Speaking at the Casual Connect conference in Amsterdam, as reported on by VentureBeat, company director Nizar Romdan explained it has been working with Nvidia, Samsung, and Texas Instruments on technology capable of rendering visuals on par with Microsoft and Sony’s home consoles. This is a milestone ARM believes it will reach by the end of 2017.
“Mobile hardware is already powerful,” Romdan said. “If you take today’s high-end smartphone or tablet, the performance is already better than Xbox 360 and PlayStation 3. It’s catching up quickly with Xbox One and PlayStation 4.”
Romdan noted that this power increase could be beneficial for virtual reality, which is available on mobile devices at a considerably lower price point than specialist hardware such as the Oculus Rift, which starts at $600 without a PC. This, he said, could be what brings console and PC gamers to gaming on mobile devices.
“Our view is that mobile VR is the use case that could unlock the potential of mobile for hardcore gamers,” he said. “For once, mobile devices are on par with PC and consoles in terms of experience. We won’t have the same processing. And battery life is a problem. But it is the same user experience. That could be a game changer for mobile gaming.”
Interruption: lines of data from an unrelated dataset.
//! Engine.IO v4 / Socket.IO v5 text packets.
//!
//! Every WebSocket text frame is one Engine.IO packet: a type digit followed
//! by its data. Socket.IO packets ride inside Engine.IO `message` packets,
//! so a server event arrives as `42["agent_message",{...}]` and, when the
//! server asked for an acknowledgment, as `4217["agent_message",{...}]`; the
//! reply to that is `4317[]`.
//!
//! Binary packets are not supported.

use std::fmt::Write as _;

use serde::{Deserialize, Serialize};
use serde_json::Value;

use crate::error::{Result, StageError};

/// The default namespace.
pub const ROOT_NAMESPACE: &str = "/";

fn bad(msg: impl Into<String>) -> StageError {
    StageError::Protocol(msg.into())
}

/// Session parameters the server sends in its `open` packet.
#[derive(Debug, Clone, PartialEq, Serialize, Deserialize)]
#[serde(rename_all = "camelCase")]
pub struct Handshake {
    pub sid: String,
    #[serde(default)]
    pub upgrades: Vec<String>,
    /// Interval between server pings, in ms.
    pub ping_interval: u64,
    /// How long the server waits for a pong, in ms.
    pub ping_timeout: u64,
    #[serde(default, skip_serializing_if = "Option::is_none")]
    pub max_payload: Option<u64>,
}

/// An Engine.IO packet.
#[derive(Debug, Clone, PartialEq)]
pub enum EnginePacket {
    Open(Handshake),
    Close,
    Ping(String),
    Pong(String),
    Message(String),
    Upgrade,
    Noop,
}

impl EnginePacket {
    pub fn decode(text: &str) -> Result<Self> {
        let mut chars = text.chars();
        let kind = chars.next().ok_or_else(|| bad("empty engine packet"))?;
        let data = chars.as_str();
        match kind {
            '0' => serde_json::from_str(data)
                .map(Self::Open)
                .map_err(|e| bad(format!("bad open packet: {e}"))),
            '1' => Ok(Self::Close),
            '2' => Ok(Self::Ping(data.to_string())),
            '3' => Ok(Self::Pong(data.to_string())),
            '4' => Ok(Self::Message(data.to_string())),
            '5' => Ok(Self::Upgrade),
            '6' => Ok(Self::Noop),
            other => Err(bad(format!("unknown engine packet type {other:?}"))),
        }
    }

    pub fn encode(&self) -> String {
        match self {
            Self::Open(handshake) => {
                let data = serde_json::to_value(handshake).unwrap_or_default();
                format!("0{data}")
            }
            Self::Close => "1".to_string(),
            Self::Ping(data) => format!("2{data}"),
            Self::Pong(data) => format!("3{data}"),
            Self::Message(data) => format!("4{data}"),
            Self::Upgrade => "5".to_string(),
            Self::Noop => "6".to_string(),
        }
    }
}

/// A Socket.IO packet.
#[derive(Debug, Clone, PartialEq)]
pub enum SocketPacket {
    Connect {
        namespace: String,
        data: Option<Value>,
    },
    Disconnect {
        namespace: String,
    },
    Event {
        namespace: String,
        /// Present when the sender wants an acknowledgment.
        id: Option<u64>,
        name: String,
        args: Vec<Value>,
    },
    Ack {
        namespace: String,
        id: u64,
        args: Vec<Value>,
    },
    ConnectError {
        namespace: String,
        data: Option<Value>,
    },
}

impl SocketPacket {
    /// Decode the data of an Engine.IO `message` packet.
    pub fn decode(text: &str) -> Result<Self> {
        let kind = text
            .chars()
            .next()
            .ok_or_else(|| bad("empty socket packet"))?;
        if !kind.is_ascii_digit() {
            return Err(bad(format!("unknown socket packet type {kind:?}")));
        }
        if kind == '5' || kind == '6' {
            return Err(bad("binary packets are not supported"));
        }
        let mut rest = &text[1..];

        // Namespace, when not the root one: `/name,` (the comma may be
        // missing when nothing follows).
        let namespace = if rest.starts_with('/') {
            let end = rest.find(',').unwrap_or(rest.len());
            let namespace = rest[..end].to_string();
            rest = rest.get(end + 1..).unwrap_or("");
            namespace
        } else {
            ROOT_NAMESPACE.to_string()
        };

        let digits = rest.len() - rest.trim_start_matches(|c: char| c.is_ascii_digit()).len();
        let id = if digits > 0 {
            let id = rest[..digits]
                .parse::<u64>()
                .map_err(|e| bad(format!("bad packet id: {e}")))?;
            rest = &rest[digits..];
            Some(id)
        } else {
            None
        };

        let data: Option<Value> = if rest.is_empty() {
            None
        } else {
            Some(serde_json::from_str(rest).map_err(|e| bad(format!("bad packet data: {e}")))?)
        };

        match kind {
            '0' => Ok(Self::Connect { namespace, data }),
            '1' => Ok(Self::Disconnect { namespace }),
            '2' => {
                let Some(Value::Array(mut args)) = data else {
                    return Err(bad("event data must be an array"));
                };
                if args.is_empty() {
                    return Err(bad("event without a name"));
                }
                let name = match args.remove(0) {
                    Value::String(name) => name,
                    other => return Err(bad(format!("event name must be a string, got {other}"))),
                };
                Ok(Self::Event {
                    namespace,
                    id,
                    name,
                    args,
                })
            }
            '3' => {
                let id = id.ok_or_else(|| bad("ack without an id"))?;
                let args = match data {
                    Some(Value::Array(args)) => args,
                    None => Vec::new(),
                    Some(other) => return Err(bad(format!("ack data must be an array, got {other}"))),
                };
                Ok(Self::Ack {
                    namespace,
                    id,
                    args,
                })
            }
            '4' => Ok(Self::ConnectError { namespace, data }),
            other => Err(bad(format!("unknown socket packet type {other:?}"))),
        }
    }

    pub fn namespace(&self) -> &str {
        match self {
            Self::Connect { namespace, .. }
            | Self::Disconnect { namespace }
            | Self::Event { namespace, .. }
            | Self::Ack { namespace, .. }
            | Self::ConnectError { namespace, .. } => namespace,
        }
    }

    pub fn encode(&self) -> String {
        let (kind, id, data) = match self {
            Self::Connect { data, .. } => ('0', None, data.clone()),
            Self::Disconnect { .. } => ('1', None, None),
            Self::Event { id, name, args, .. } => {
                let mut all = Vec::with_capacity(args.len() + 1);
                all.push(Value::String(name.clone()));
                all.extend(args.iter().cloned());
                ('2', *id, Some(Value::Array(all)))
            }
            Self::Ack { id, args, .. } => ('3', Some(*id), Some(Value::Array(args.clone()))),
            Self::ConnectError { data, .. } => ('4', None, data.clone()),
        };

        let mut out = String::new();
        out.push(kind);
        let namespace = self.namespace();
        if namespace != ROOT_NAMESPACE {
            out.push_str(namespace);
            out.push(',');
        }
        if let Some(id) = id {
            let _ = write!(out, "{id}");
        }
        if let Some(data) = data {
            let _ = write!(out, "{data}");
        }
        out
    }

    /// This packet wrapped in an Engine.IO `message` packet.
    pub fn to_engine(&self) -> String {
        EnginePacket::Message(self.encode()).encode()
    }
}

#[cfg(test)]
mod tests {
    use super::*;
    use serde_json::json;

    #[test]
    fn test_decode_open() {
        let packet = EnginePacket::decode(
            r#"0{"sid":"lv_VI97HAXpY6yYWAAAC","upgrades":[],"pingInterval":25000,"pingTimeout":20000,"maxPayload":1000000}"#,
        )
        .unwrap();
        let EnginePacket::Open(handshake) = packet else {
            panic!("expected open packet");
        };
        assert_eq!(handshake.sid, "lv_VI97HAXpY6yYWAAAC");
        assert_eq!(handshake.ping_interval, 25_000);
        assert_eq!(handshake.ping_timeout, 20_000);
        assert_eq!(handshake.max_payload, Some(1_000_000));
    }

    #[test]
    fn test_engine_control_packets() {
        assert_eq!(EnginePacket::decode("2").unwrap(), EnginePacket::Ping(String::new()));
        assert_eq!(EnginePacket::decode("2hb").unwrap(), EnginePacket::Ping("hb".into()));
        assert_eq!(EnginePacket::decode("1").unwrap(), EnginePacket::Close);
        assert_eq!(EnginePacket::Pong(String::new()).encode(), "3");
        assert!(EnginePacket::decode("").is_err());
        assert!(EnginePacket::decode("9").is_err());
        assert!(EnginePacket::decode("0{not json").is_err());
    }

    #[test]
    fn test_decode_event_from_flask_socketio() {
        let EnginePacket::Message(data) = EnginePacket::decode(r#"42["start_agent",{"agent_id":1}]"#).unwrap()
        else {
            panic!("expected message packet");
        };
        assert_eq!(
            SocketPacket::decode(&data).unwrap(),
            SocketPacket::Event {
                namespace: "/".into(),
                id: None,
                name: "start_agent".into(),
                args: vec![json!({"agent_id": 1})],
            }
        );
    }

    #[test]
    fn test_decode_event_with_ack_and_namespace() {
        let packet = SocketPacket::decode(r#"2/stage,17["agent_message",{"agent_id":"a","text":"hi"}]"#).unwrap();
        assert_eq!(
            packet,
            SocketPacket::Event {
                namespace: "/stage".into(),
                id: Some(17),
                name: "agent_message".into(),
                args: vec![json!({"agent_id": "a", "text": "hi"})],
            }
        );
    }

    #[test]
    fn test_decode_namespace_without_comma() {
        assert_eq!(
            SocketPacket::decode("1/stage").unwrap(),
            SocketPacket::Disconnect {
                namespace: "/stage".into()
            }
        );
        assert_eq!(
            SocketPacket::decode(r#"0/stage,{"sid":"x"}"#).unwrap(),
            SocketPacket::Connect {
                namespace: "/stage".into(),
                data: Some(json!({"sid": "x"})),
            }
        );
    }

    #[test]
    fn test_encode_client_packets() {
        let connect = SocketPacket::Connect {
            namespace: "/".into(),
            data: None,
        };
        assert_eq!(connect.to_engine(), "40");

        let connect = SocketPacket::Connect {
            namespace: "/stage".into(),
            data: None,
        };
        assert_eq!(connect.to_engine(), "40/stage,");

        let ack = SocketPacket::Ack {
            namespace: "/".into(),
            id: 17,
            args: Vec::new(),
        };
        assert_eq!(ack.to_engine(), "4317[]");

        let disconnect = SocketPacket::Disconnect {
            namespace: "/stage".into(),
        };
        assert_eq!(disconnect.to_engine(), "41/stage,");
    }

    #[test]
    fn test_event_encoding_matches_decoding() {
        let event = SocketPacket::Event {
            namespace: "/".into(),
            id: Some(3),
            name: "clear_agent".into(),
            args: vec![json!({"agent_id": 2})],
        };
        assert_eq!(event.encode(), r#"23["clear_agent",{"agent_id":2}]"#);
        assert_eq!(SocketPacket::decode(&event.encode()).unwrap(), event);
    }

    #[test]
    fn test_decode_errors() {
        assert!(SocketPacket::decode("").is_err());
        assert!(SocketPacket::decode("zz").is_err());
        assert!(SocketPacket::decode(r#"2{"agent_id":1}"#).is_err());
        assert!(SocketPacket::decode("2[]").is_err());
        assert!(SocketPacket::decode("2[5]").is_err());
        assert!(SocketPacket::decode("3[]").is_err());
        // Ack ids past u64.
        assert!(SocketPacket::decode("299999999999999999999999[\"x\"]").is_err());

        let err = SocketPacket::decode(r#"51-["start_agent",{"_placeholder":true,"num":0}]"#).unwrap_err();
        assert!(err.to_string().contains("binary"));
    }

    #[test]
    fn test_decode_connect_error() {
        let packet = SocketPacket::decode(r#"4{"message":"Not authorized"}"#).unwrap();
        assert_eq!(
            packet,
            SocketPacket::ConnectError {
                namespace: "/".into(),
                data: Some(json!({"message": "Not authorized"})),
            }
        );
    }
}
According to a report from SuperData, the VR industry will generate $5.1 billion in 2016. The Oculus Rift is set to begin shipping to preorder customers on March 28. The base preorder package costs $600 and includes an Xbox One controller, Oculus Remote, a sensor, and free copies of Eve: Valkyrie and Lucky’s Tale.
Sony’s PlayStation VR is also set to launch in 2016. Although an exact date for when it will be available hasn’t been announced, GameStop chief executive Paul Raines stated it is not going to make it out in the first half of 2016 as previously announced. Instead it will launch towards the end of the year, he said.
Asked for a comment, Sony told GameSpot it is excited to see PlayStation VR come to market, but didn’t have anything to say regarding a release date.